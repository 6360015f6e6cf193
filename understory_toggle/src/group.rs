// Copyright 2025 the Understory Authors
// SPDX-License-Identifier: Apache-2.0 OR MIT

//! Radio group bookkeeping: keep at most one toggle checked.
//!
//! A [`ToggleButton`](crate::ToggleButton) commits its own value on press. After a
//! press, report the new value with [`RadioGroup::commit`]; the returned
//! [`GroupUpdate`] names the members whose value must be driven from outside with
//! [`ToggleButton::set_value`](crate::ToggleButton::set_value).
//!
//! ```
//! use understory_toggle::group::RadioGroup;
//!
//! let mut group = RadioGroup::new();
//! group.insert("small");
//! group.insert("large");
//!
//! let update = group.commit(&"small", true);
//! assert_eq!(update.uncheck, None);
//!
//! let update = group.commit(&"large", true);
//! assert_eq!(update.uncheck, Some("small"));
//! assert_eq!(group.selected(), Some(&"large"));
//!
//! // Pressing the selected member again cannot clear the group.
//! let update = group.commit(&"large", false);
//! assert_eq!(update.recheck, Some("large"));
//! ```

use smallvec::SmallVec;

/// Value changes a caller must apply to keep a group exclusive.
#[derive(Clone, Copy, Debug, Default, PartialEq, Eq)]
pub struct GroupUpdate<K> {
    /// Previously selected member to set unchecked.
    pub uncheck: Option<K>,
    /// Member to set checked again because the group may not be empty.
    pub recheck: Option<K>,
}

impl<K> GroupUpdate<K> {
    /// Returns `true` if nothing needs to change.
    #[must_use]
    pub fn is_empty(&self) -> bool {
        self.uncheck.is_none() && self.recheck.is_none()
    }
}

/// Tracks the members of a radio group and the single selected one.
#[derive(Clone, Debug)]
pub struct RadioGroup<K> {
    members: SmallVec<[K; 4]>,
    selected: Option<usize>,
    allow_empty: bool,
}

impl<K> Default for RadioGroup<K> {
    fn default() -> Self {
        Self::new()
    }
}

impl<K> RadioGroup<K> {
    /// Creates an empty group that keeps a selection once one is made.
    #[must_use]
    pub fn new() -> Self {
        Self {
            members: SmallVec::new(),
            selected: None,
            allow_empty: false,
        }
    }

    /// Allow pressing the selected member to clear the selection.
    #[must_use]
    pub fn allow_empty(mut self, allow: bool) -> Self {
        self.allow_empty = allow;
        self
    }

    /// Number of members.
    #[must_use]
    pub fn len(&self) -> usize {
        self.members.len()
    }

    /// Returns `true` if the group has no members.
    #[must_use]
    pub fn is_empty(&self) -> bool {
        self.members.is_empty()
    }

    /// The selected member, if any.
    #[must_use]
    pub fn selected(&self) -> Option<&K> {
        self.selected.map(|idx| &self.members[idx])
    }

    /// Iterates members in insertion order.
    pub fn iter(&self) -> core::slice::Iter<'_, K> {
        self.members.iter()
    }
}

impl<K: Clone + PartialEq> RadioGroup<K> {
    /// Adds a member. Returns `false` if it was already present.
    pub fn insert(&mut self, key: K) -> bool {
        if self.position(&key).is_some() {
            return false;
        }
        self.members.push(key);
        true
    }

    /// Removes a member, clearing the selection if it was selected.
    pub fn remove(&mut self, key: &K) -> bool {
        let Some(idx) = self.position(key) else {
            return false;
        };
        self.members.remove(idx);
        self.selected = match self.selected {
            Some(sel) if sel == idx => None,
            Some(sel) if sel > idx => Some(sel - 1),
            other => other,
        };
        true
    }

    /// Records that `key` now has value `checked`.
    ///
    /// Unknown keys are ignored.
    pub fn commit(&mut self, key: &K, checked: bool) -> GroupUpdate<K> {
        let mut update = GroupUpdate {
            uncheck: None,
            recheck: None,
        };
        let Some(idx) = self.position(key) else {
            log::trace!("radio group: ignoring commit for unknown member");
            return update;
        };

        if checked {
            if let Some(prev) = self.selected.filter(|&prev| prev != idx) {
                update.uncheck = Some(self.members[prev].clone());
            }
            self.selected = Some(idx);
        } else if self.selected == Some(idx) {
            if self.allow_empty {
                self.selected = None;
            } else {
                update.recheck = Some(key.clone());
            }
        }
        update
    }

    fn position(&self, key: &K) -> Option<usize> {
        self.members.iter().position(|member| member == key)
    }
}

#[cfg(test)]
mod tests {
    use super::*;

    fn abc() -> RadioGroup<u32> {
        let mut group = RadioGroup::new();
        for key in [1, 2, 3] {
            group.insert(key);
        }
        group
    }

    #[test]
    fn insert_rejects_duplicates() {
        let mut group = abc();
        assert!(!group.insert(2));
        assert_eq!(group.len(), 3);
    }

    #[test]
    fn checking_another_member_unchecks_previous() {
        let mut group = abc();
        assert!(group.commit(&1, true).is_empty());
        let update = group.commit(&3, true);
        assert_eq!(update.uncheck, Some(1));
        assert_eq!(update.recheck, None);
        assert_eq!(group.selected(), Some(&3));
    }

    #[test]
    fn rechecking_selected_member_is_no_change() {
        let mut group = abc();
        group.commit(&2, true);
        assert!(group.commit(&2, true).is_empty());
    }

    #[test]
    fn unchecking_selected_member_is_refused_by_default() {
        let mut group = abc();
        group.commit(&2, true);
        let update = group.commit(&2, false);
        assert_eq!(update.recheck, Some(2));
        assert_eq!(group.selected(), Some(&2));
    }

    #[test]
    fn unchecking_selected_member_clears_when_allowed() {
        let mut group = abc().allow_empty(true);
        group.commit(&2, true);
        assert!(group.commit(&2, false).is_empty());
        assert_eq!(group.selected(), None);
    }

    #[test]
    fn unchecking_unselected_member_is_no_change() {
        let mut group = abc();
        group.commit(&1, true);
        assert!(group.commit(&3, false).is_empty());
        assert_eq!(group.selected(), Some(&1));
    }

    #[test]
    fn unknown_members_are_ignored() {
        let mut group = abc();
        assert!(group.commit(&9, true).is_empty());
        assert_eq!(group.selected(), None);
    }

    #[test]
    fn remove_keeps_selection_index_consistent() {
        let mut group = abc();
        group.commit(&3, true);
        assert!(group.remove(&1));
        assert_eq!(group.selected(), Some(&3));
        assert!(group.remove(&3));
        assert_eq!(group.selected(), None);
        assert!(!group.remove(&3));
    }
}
* * *
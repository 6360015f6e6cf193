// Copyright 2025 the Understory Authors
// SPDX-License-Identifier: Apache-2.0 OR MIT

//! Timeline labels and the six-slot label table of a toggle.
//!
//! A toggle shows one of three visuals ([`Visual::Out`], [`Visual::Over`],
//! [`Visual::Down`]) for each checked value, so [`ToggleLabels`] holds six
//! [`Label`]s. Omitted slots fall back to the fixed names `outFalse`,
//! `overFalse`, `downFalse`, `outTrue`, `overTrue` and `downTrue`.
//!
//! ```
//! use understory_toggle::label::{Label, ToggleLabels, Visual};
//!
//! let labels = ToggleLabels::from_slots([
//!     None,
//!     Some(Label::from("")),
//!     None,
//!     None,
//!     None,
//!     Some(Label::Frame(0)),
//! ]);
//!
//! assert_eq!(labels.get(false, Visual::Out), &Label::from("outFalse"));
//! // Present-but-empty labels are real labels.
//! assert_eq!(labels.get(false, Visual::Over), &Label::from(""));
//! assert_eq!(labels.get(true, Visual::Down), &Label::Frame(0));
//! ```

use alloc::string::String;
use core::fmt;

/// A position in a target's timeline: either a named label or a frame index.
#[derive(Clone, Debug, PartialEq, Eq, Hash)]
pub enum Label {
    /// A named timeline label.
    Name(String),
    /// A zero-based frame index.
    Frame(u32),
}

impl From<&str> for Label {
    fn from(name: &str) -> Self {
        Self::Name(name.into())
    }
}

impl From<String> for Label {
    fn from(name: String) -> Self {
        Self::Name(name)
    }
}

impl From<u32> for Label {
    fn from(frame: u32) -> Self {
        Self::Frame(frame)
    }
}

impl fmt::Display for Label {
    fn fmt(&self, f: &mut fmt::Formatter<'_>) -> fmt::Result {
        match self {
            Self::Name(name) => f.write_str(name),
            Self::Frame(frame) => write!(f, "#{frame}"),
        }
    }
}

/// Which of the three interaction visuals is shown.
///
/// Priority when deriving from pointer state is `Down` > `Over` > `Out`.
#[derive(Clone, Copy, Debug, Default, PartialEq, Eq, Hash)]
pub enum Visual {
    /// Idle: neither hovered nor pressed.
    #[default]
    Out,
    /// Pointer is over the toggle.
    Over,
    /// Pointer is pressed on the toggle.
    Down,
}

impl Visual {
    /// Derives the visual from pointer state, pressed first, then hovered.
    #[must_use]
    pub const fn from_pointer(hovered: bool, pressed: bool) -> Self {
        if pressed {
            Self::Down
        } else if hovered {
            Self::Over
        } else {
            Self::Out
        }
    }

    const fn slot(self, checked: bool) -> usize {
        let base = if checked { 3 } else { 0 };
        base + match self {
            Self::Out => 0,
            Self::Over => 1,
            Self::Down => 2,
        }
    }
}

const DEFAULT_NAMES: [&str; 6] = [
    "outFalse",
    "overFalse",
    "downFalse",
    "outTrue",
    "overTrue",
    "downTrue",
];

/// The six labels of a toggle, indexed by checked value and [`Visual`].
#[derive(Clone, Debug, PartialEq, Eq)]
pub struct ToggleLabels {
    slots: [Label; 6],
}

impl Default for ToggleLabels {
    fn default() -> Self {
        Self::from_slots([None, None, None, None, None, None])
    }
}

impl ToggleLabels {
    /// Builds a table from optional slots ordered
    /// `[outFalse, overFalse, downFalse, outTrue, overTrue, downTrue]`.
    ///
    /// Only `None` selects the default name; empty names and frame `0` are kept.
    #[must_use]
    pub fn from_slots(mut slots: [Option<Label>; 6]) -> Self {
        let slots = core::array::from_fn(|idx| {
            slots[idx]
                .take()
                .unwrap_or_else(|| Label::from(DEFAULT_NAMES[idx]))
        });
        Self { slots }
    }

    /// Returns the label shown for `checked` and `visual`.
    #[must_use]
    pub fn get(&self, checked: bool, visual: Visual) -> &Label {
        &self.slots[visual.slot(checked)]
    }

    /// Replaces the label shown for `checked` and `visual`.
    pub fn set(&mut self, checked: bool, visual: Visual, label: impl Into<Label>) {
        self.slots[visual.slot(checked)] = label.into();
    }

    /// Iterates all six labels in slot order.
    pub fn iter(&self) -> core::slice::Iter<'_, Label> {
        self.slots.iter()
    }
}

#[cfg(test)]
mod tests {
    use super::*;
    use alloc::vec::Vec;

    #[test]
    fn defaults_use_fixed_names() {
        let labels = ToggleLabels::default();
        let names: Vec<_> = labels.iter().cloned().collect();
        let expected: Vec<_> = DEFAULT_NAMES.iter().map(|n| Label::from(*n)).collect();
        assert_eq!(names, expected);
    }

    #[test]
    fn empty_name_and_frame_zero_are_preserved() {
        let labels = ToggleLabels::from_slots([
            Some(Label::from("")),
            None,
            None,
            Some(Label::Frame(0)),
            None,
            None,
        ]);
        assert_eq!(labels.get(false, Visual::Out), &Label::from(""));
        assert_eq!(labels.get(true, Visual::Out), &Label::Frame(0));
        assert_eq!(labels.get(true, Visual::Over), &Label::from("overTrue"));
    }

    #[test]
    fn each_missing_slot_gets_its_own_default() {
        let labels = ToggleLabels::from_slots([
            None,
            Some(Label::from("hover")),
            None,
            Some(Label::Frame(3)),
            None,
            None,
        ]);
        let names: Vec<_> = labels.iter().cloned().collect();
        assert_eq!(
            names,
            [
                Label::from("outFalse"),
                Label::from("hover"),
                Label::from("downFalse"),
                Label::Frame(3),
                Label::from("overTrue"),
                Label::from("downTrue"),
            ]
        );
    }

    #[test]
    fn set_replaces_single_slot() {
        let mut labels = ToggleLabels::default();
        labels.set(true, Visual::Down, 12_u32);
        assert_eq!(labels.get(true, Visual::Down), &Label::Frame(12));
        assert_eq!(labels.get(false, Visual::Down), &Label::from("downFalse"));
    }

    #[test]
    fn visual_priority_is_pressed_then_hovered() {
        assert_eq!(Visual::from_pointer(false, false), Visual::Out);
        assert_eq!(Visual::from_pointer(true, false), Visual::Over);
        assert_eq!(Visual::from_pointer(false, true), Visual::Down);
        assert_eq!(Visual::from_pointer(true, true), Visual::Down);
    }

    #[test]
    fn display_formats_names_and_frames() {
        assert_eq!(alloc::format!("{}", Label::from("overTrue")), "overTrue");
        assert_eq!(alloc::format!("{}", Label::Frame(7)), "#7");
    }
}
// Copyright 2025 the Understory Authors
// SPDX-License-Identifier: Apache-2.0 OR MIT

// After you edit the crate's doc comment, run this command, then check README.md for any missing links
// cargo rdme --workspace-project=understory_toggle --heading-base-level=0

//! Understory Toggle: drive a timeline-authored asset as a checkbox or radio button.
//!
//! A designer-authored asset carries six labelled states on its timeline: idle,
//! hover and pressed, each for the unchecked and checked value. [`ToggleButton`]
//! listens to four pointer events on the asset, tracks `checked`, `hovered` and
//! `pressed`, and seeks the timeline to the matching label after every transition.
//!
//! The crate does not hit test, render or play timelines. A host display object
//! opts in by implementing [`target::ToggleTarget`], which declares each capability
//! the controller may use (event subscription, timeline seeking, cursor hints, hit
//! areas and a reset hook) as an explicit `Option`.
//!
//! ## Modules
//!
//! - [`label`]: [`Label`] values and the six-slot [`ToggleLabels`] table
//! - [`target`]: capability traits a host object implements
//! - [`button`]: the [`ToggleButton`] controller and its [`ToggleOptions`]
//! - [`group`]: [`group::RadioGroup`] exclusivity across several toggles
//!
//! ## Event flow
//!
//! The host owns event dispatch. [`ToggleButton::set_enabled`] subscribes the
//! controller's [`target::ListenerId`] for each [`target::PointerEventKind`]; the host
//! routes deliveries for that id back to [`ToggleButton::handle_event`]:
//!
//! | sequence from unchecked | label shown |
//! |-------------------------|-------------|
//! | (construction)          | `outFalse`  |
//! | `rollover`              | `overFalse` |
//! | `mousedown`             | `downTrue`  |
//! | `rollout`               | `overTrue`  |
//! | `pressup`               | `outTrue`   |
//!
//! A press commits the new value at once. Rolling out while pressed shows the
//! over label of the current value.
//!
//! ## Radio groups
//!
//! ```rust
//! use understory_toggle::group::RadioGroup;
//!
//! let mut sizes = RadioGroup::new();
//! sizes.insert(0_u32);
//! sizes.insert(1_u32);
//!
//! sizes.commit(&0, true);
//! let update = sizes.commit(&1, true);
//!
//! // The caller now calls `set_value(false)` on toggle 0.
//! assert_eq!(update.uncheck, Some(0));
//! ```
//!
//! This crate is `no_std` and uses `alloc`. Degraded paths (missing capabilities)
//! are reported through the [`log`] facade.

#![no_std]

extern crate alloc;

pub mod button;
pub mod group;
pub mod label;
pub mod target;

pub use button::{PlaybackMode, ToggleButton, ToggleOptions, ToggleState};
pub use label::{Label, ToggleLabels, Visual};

▶ WHAT YOU NEED TO DO
Scan the material above for lines holding "downFalse" and copy each of them.

▶ SOLUTION TO THIS TASK
//! `overFalse`, `downFalse`, `outTrue`, `overTrue` and `downTrue`.
    "downFalse",
    /// `[outFalse, overFalse, downFalse, outTrue, overTrue, downTrue]`.
                Label::from("downFalse"),
        assert_eq!(labels.get(false, Visual::Down), &Label::from("downFalse"));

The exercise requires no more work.